**TASK GOAL**
Once you have read the data below, write it all out exactly.

**MATERIAL FOR THIS EXERCISE**

use anyhow::Result;
use clap::{Parser, Subcommand};
use statik::build::build_site;
use statik::config::Config;
use statik::pages::registry;
use statik::serve::serve;
use std::path::PathBuf;

/// Statik builds a personal blog: markdown posts in, static HTML, an Atom
/// feed and content-hashed assets out.
#[derive(Parser, Debug)]
#[command(version, about)]
struct Cli {
    /// A directory inside the project. `statik.yaml` is looked up from
    /// here through every parent directory.
    #[arg(short, long, default_value = ".")]
    project: PathBuf,

    /// Writes the site here instead of the configured output directory.
    #[arg(short, long)]
    output: Option<PathBuf>,

    #[command(subcommand)]
    command: Commands,
}

#[derive(Subcommand, Debug)]
enum Commands {
    /// Build deletes the output directory and rebuilds the whole site.
    Build,

    /// Serve builds the site, serves it locally, and rebuilds and reloads
    /// open pages whenever a source file changes.
    Serve {
        /// The HTTP port. Live reload uses the port after it.
        #[arg(short, long, default_value_t = 8000)]
        port: u16,
    },
}

#[tokio::main]
async fn main() {
    env_logger::Builder::from_env(env_logger::Env::default().default_filter_or("info")).init();
    if let Err(err) = main_result().await {
        log::error!("{:?}", err);
        std::process::exit(1);
    }
}

async fn main_result() -> Result<()> {
    let cli = Cli::parse();
    let config = Config::from_directory(&cli.project, cli.output.as_deref())?;
    let registry = registry();

    match cli.command {
        Commands::Build => {
            build_site(&config, &registry).await?;
            Ok(())
        }
        Commands::Serve { port } => serve(config, registry, port).await,
    }
}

**RESPONSE TO THE EXERCISE**
use anyhow::Result;
use clap::{Parser, Subcommand};
use statik::build::build_site;
use statik::config::Config;
use statik::pages::registry;
use statik::serve::serve;
use std::path::PathBuf;

/// Statik builds a personal blog: markdown posts in, static HTML, an Atom
/// feed and content-hashed assets out.
#[derive(Parser, Debug)]
#[command(version, about)]
struct Cli {
    /// A directory inside the project. `statik.yaml` is looked up from
    /// here through every parent directory.
    #[arg(short, long, default_value = ".")]
    project: PathBuf,

    /// Writes the site here instead of the configured output directory.
    #[arg(short, long)]
    output: Option<PathBuf>,

    #[command(subcommand)]
    command: Commands,
}

#[derive(Subcommand, Debug)]
enum Commands {
    /// Build deletes the output directory and rebuilds the whole site.
    Build,

    /// Serve builds the site, serves it locally, and rebuilds and reloads
    /// open pages whenever a source file changes.
    Serve {
        /// The HTTP port. Live reload uses the port after it.
        #[arg(short, long, default_value_t = 8000)]
        port: u16,
    },
}

#[tokio::main]
async fn main() {
    env_logger::Builder::from_env(env_logger::Env::default().default_filter_or("info")).init();
    if let Err(err) = main_result().await {
        log::error!("{:?}", err);
        std::process::exit(1);
    }
}

async fn main_result() -> Result<()> {
    let cli = Cli::parse();
    let config = Config::from_directory(&cli.project, cli.output.as_deref())?;
    let registry = registry();

    match cli.command {
        Commands::Build => {
            build_site(&config, &registry).await?;
            Ok(())
        }
        Commands::Serve { port } => serve(config, registry, port).await,
    }
}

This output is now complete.